── Information ──
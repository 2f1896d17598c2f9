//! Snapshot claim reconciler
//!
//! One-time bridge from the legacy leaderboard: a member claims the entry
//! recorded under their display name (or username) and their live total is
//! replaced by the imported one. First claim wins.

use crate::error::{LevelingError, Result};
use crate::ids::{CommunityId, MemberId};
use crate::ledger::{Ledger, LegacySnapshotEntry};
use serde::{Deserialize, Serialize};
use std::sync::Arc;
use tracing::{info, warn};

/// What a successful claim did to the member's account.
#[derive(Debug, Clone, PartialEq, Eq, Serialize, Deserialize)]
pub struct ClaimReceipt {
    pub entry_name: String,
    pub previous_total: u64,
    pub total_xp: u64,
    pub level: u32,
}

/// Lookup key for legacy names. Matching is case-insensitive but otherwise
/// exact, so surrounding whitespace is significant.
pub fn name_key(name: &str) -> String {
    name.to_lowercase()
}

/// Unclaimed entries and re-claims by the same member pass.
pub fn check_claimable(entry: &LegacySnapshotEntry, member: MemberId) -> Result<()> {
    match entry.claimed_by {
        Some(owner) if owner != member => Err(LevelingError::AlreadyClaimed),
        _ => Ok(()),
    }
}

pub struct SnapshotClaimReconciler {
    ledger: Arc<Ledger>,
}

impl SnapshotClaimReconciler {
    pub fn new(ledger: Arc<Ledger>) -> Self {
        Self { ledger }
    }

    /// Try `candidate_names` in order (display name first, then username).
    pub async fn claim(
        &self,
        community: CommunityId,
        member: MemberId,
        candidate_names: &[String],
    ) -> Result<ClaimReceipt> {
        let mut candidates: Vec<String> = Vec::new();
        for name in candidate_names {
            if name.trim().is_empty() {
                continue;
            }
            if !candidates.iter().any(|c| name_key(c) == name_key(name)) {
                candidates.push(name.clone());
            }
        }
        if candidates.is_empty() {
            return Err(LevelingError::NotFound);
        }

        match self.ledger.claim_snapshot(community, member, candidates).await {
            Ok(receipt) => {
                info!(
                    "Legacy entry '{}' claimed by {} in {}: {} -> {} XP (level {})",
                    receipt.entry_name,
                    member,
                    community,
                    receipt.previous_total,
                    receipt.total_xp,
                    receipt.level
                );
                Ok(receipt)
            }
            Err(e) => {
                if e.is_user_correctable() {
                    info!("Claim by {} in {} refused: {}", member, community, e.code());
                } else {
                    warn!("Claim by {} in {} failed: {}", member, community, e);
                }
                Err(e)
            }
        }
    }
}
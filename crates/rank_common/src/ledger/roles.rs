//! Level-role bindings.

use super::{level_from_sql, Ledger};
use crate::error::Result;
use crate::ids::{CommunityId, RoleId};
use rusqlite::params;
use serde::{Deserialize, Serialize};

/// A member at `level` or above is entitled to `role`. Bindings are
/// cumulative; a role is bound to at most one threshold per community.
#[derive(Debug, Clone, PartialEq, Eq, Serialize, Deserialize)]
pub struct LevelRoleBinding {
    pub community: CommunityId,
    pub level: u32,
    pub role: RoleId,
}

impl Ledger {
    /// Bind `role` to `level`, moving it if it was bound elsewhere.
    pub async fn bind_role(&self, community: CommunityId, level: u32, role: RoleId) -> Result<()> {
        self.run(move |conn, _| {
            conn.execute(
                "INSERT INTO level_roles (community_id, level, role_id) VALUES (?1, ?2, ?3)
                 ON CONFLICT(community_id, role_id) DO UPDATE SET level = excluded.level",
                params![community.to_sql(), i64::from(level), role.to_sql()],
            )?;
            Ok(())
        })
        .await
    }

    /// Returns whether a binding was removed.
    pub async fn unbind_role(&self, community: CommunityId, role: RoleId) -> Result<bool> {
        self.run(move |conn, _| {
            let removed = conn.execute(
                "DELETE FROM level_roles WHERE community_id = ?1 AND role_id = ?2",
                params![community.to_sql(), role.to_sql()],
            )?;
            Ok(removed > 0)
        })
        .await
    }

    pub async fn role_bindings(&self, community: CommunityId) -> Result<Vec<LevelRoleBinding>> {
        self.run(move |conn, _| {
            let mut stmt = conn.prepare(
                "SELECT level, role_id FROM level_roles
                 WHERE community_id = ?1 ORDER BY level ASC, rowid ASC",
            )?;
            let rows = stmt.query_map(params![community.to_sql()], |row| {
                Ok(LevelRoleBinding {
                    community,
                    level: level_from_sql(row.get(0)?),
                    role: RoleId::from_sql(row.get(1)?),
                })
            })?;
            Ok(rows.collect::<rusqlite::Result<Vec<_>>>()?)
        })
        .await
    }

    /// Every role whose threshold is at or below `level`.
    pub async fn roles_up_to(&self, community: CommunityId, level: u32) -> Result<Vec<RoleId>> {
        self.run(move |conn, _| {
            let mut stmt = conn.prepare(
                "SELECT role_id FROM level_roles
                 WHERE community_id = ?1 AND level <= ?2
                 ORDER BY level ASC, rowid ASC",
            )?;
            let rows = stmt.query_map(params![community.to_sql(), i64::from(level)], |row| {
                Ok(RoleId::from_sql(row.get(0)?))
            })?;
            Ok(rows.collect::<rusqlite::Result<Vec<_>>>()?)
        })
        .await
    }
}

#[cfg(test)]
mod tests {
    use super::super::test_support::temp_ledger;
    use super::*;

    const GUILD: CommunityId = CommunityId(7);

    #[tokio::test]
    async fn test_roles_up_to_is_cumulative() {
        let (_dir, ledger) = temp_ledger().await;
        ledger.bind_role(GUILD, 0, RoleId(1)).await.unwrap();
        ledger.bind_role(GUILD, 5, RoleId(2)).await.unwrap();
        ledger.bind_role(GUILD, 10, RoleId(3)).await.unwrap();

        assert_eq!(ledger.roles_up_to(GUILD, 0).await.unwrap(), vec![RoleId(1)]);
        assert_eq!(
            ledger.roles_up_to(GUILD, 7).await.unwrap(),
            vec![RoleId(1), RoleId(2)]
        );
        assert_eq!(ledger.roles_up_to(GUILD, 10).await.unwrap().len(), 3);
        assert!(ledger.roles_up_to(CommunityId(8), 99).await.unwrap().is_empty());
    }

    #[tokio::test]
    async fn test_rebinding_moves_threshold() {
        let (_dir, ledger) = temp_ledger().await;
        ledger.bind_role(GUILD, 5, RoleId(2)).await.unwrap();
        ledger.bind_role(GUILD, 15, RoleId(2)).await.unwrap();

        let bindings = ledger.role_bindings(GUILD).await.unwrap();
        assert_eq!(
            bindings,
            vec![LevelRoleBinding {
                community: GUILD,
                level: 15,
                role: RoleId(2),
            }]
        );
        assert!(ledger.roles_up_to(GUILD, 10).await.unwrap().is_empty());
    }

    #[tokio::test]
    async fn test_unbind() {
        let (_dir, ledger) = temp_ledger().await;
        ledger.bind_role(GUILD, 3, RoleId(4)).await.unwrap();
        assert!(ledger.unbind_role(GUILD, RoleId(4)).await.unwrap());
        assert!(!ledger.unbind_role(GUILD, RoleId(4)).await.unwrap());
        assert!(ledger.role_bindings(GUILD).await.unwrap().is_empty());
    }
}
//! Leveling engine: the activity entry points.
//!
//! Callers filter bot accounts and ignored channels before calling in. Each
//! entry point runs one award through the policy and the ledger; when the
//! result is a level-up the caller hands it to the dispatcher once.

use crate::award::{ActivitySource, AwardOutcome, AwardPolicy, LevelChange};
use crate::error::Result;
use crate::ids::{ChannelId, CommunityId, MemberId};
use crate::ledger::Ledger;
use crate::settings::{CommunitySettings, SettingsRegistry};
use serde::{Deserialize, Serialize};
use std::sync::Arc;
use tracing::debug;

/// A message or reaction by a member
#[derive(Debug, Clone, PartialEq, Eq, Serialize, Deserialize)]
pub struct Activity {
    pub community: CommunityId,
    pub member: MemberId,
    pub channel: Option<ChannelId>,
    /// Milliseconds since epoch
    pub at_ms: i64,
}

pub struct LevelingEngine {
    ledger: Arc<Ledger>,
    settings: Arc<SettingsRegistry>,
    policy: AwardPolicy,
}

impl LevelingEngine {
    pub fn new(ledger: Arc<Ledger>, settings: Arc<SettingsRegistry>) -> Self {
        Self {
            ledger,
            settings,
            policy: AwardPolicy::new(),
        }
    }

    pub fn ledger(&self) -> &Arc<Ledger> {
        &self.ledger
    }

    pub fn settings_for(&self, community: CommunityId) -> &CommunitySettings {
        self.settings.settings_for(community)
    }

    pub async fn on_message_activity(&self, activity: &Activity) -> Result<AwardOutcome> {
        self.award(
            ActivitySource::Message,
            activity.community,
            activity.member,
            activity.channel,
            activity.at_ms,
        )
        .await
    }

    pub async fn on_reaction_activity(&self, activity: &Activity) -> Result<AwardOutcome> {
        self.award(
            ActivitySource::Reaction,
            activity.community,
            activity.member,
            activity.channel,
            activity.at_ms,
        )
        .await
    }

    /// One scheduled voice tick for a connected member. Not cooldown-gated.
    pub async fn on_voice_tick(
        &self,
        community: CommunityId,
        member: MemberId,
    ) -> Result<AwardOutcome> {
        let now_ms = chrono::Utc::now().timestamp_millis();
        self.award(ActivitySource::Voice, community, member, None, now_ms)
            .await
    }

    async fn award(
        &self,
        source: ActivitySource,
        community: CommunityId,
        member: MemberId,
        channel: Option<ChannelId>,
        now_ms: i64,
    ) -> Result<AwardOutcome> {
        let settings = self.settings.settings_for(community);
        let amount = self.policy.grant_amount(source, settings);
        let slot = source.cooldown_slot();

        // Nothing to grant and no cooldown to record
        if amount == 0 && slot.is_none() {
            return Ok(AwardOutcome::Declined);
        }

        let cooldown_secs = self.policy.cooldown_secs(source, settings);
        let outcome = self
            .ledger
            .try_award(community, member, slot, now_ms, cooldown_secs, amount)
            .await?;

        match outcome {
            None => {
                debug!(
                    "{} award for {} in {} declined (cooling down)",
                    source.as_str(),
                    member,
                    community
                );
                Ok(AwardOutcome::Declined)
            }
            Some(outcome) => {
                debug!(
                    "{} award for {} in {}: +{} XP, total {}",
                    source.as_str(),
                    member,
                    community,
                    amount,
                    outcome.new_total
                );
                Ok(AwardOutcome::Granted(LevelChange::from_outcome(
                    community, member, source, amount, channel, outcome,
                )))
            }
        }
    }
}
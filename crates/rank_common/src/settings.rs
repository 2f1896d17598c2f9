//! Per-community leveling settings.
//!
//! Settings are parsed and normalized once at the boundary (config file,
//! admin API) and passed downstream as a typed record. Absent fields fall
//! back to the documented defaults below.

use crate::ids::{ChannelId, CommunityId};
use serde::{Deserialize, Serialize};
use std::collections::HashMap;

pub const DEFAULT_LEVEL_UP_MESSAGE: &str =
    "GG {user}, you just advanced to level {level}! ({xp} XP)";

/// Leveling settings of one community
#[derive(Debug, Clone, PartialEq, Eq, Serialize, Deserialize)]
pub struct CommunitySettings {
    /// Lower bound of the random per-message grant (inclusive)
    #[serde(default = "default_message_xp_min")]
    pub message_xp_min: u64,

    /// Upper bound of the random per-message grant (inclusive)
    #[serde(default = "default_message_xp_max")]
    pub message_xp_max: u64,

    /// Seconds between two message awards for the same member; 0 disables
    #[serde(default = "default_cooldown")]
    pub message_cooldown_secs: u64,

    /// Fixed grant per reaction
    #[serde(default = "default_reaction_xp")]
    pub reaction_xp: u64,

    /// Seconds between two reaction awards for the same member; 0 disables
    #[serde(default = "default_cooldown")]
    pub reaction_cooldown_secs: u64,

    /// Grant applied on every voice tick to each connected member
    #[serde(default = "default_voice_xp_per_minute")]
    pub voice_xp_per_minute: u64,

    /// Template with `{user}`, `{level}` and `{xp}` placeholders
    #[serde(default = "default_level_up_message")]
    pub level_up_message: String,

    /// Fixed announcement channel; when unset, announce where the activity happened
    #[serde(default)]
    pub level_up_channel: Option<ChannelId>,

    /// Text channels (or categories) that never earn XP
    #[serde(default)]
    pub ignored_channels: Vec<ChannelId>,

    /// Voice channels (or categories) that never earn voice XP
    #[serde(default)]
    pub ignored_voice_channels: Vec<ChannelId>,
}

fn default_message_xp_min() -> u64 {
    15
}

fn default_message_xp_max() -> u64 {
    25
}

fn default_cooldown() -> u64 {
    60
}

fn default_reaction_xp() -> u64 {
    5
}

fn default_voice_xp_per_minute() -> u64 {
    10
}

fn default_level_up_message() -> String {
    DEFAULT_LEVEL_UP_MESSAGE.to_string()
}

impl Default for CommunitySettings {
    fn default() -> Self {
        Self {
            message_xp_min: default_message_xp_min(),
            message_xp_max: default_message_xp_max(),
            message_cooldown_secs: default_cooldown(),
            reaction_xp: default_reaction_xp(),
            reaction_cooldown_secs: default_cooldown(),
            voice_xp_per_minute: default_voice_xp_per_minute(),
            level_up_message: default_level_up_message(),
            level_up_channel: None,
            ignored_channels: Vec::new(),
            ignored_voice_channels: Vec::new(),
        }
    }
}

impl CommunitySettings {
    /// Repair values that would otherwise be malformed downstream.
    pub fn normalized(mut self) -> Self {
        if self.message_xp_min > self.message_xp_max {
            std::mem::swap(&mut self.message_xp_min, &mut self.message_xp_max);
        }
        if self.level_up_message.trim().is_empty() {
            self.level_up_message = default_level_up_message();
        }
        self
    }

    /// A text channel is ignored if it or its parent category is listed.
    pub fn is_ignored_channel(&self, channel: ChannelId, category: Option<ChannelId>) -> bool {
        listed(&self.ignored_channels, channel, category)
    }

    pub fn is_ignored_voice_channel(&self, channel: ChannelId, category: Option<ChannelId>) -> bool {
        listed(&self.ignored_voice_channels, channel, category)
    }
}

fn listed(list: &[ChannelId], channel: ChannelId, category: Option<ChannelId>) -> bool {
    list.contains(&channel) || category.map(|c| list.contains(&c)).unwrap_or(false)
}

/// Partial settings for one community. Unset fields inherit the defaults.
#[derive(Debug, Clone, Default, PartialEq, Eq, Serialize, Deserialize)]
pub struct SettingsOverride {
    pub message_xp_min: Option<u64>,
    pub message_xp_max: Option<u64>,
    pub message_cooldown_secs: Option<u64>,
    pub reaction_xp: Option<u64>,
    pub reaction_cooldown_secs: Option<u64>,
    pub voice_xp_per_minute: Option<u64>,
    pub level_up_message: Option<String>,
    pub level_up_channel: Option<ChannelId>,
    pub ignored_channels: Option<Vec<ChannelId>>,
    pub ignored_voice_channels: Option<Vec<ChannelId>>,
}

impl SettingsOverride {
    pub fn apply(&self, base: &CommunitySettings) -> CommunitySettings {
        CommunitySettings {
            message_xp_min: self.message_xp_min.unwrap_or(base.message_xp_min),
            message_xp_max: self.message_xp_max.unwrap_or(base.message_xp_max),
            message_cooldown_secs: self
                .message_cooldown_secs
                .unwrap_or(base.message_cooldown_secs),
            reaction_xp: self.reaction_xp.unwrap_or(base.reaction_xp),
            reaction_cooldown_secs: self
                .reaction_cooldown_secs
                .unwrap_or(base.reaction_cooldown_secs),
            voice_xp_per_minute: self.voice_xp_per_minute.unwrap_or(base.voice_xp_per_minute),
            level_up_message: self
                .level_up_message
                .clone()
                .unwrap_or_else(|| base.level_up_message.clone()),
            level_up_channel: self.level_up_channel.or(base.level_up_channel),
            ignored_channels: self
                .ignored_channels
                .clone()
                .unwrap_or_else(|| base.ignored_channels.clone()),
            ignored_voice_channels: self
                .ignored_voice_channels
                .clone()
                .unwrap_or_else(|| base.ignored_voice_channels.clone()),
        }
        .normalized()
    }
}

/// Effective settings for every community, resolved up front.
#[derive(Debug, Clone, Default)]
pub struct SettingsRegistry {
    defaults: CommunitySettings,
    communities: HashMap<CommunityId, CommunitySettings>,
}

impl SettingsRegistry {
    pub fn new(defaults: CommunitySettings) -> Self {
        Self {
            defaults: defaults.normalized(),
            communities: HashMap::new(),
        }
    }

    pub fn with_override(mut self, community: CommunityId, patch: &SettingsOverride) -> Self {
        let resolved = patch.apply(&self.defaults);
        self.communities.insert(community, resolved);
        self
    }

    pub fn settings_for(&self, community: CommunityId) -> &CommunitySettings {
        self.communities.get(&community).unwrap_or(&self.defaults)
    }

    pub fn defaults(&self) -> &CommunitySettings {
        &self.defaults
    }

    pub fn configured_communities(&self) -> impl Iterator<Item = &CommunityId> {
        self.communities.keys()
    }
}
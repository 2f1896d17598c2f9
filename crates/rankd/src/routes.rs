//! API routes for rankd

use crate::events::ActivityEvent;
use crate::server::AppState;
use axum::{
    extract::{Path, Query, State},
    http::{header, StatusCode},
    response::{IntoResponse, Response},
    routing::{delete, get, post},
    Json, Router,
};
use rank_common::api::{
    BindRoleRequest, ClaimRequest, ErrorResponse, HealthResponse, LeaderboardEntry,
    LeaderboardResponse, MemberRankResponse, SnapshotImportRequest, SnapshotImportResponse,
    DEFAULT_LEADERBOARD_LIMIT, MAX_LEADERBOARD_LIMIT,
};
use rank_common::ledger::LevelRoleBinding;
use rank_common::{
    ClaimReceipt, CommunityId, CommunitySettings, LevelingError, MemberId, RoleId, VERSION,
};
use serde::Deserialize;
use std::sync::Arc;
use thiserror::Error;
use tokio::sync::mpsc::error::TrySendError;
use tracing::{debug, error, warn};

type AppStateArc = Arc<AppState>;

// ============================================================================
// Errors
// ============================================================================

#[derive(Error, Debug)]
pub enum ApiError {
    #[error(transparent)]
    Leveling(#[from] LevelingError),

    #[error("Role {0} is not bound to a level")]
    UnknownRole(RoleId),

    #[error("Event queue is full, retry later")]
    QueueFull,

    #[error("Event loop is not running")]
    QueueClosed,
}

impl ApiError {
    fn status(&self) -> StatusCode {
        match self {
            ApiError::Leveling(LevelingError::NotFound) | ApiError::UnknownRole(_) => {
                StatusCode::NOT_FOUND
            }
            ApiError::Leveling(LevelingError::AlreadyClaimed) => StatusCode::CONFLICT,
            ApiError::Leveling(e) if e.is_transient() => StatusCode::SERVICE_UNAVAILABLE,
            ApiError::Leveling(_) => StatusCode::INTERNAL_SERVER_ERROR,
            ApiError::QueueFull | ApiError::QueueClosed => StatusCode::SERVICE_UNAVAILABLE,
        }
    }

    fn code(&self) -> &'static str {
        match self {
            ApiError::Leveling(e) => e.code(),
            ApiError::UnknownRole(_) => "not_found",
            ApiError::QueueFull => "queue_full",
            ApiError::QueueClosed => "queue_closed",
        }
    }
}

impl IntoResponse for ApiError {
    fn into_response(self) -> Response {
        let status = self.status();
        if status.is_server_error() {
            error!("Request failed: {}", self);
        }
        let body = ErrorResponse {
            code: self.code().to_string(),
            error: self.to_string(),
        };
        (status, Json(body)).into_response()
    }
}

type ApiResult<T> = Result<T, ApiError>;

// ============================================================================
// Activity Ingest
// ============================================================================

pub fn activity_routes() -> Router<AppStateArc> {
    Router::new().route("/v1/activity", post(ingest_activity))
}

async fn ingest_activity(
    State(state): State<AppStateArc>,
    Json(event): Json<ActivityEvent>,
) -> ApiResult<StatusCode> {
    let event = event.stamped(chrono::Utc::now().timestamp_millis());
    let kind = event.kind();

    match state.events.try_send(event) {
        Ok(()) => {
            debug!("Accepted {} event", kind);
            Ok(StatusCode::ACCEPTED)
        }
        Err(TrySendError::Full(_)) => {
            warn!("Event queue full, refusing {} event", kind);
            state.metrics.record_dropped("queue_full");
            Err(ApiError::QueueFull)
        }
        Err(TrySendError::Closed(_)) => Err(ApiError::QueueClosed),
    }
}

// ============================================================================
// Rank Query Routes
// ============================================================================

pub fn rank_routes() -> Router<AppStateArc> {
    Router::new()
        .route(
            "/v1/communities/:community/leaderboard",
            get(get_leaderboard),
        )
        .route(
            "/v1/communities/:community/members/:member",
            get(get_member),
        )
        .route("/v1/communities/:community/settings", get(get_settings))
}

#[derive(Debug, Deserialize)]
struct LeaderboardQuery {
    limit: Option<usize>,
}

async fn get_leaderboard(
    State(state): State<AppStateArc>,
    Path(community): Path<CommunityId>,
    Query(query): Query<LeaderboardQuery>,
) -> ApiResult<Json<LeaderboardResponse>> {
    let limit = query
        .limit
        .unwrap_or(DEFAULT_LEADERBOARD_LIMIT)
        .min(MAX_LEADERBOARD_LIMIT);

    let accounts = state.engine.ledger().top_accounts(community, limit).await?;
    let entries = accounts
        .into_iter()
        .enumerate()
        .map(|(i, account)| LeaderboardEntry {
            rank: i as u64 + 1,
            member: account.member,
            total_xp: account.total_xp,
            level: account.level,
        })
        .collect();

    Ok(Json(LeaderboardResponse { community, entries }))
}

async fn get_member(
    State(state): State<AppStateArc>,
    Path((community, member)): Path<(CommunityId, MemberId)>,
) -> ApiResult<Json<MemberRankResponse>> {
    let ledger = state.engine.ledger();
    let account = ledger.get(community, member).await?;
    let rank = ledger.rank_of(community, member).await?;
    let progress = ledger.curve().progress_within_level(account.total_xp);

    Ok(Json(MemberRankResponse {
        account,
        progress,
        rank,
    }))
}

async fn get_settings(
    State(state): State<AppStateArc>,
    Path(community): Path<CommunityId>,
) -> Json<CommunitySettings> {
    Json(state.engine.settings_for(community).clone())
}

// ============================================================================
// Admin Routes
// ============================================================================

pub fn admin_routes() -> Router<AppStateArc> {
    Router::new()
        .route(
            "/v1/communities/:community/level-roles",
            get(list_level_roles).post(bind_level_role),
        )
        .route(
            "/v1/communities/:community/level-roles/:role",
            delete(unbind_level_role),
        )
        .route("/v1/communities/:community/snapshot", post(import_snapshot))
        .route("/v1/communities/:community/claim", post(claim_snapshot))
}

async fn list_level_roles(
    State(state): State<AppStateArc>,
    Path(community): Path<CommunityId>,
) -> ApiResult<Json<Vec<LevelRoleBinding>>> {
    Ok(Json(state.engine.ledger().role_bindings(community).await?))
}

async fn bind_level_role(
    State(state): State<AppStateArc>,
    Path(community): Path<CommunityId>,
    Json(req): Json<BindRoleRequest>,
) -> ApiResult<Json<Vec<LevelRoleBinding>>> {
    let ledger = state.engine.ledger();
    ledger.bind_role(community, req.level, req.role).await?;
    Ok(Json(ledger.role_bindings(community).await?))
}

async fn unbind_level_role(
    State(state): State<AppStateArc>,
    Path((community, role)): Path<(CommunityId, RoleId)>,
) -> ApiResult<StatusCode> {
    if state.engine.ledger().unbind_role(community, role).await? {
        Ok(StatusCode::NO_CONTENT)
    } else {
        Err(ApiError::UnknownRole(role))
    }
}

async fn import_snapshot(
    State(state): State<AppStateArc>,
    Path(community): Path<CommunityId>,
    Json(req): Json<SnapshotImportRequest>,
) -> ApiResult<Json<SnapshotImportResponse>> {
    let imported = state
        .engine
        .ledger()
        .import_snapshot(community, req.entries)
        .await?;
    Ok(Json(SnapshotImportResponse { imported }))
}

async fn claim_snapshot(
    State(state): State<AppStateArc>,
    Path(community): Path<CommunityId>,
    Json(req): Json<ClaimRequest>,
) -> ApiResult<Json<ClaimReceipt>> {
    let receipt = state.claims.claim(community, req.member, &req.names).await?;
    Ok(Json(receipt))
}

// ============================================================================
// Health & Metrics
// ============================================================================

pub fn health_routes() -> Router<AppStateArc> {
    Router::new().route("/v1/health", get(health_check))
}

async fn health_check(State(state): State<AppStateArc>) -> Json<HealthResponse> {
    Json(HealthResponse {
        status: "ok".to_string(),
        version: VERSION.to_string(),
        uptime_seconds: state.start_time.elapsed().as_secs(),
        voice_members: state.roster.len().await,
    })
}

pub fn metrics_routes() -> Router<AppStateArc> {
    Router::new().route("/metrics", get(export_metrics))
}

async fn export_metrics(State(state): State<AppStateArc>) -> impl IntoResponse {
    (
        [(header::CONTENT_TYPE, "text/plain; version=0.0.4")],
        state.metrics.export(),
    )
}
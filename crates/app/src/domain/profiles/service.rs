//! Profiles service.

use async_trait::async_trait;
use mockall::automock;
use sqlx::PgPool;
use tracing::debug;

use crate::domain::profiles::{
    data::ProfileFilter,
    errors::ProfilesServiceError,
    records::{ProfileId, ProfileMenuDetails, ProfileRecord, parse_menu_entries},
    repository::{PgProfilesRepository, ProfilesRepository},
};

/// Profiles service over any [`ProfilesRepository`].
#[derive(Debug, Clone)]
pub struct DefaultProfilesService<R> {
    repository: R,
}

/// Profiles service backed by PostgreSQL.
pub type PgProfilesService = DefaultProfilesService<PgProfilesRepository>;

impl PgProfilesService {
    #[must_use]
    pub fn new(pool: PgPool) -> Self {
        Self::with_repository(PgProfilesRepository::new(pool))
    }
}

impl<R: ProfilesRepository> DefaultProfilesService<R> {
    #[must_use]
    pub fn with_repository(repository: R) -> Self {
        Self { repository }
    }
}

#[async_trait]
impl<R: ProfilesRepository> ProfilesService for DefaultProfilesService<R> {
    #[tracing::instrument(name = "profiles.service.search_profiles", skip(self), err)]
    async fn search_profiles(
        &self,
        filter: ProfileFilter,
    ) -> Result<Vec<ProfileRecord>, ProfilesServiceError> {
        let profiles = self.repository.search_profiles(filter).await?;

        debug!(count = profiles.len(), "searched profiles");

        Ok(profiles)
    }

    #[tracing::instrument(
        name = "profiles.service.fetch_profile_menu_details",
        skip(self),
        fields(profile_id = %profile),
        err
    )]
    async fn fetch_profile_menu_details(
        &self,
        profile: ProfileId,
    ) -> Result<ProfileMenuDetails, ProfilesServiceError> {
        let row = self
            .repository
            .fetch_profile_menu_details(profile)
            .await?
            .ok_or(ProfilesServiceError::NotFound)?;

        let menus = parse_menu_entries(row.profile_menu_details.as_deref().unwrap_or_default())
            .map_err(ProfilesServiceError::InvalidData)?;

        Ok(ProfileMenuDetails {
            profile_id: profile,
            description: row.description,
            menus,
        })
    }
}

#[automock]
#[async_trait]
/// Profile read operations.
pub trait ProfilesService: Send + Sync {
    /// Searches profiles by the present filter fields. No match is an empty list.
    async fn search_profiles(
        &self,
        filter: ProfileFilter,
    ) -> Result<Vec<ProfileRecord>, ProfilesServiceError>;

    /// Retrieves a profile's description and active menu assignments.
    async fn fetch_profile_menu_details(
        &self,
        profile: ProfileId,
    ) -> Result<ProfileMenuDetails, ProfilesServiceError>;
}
───
Which lines above contain the word "rows"? Show each of them.

Result =
            let rows = stmt.query_map(params![community.to_sql()], |row| {
            Ok(rows.collect::<rusqlite::Result<Vec<_>>>()?)
            let rows = stmt.query_map(params![community.to_sql(), i64::from(level)], |row| {
            Ok(rows.collect::<rusqlite::Result<Vec<_>>>()?)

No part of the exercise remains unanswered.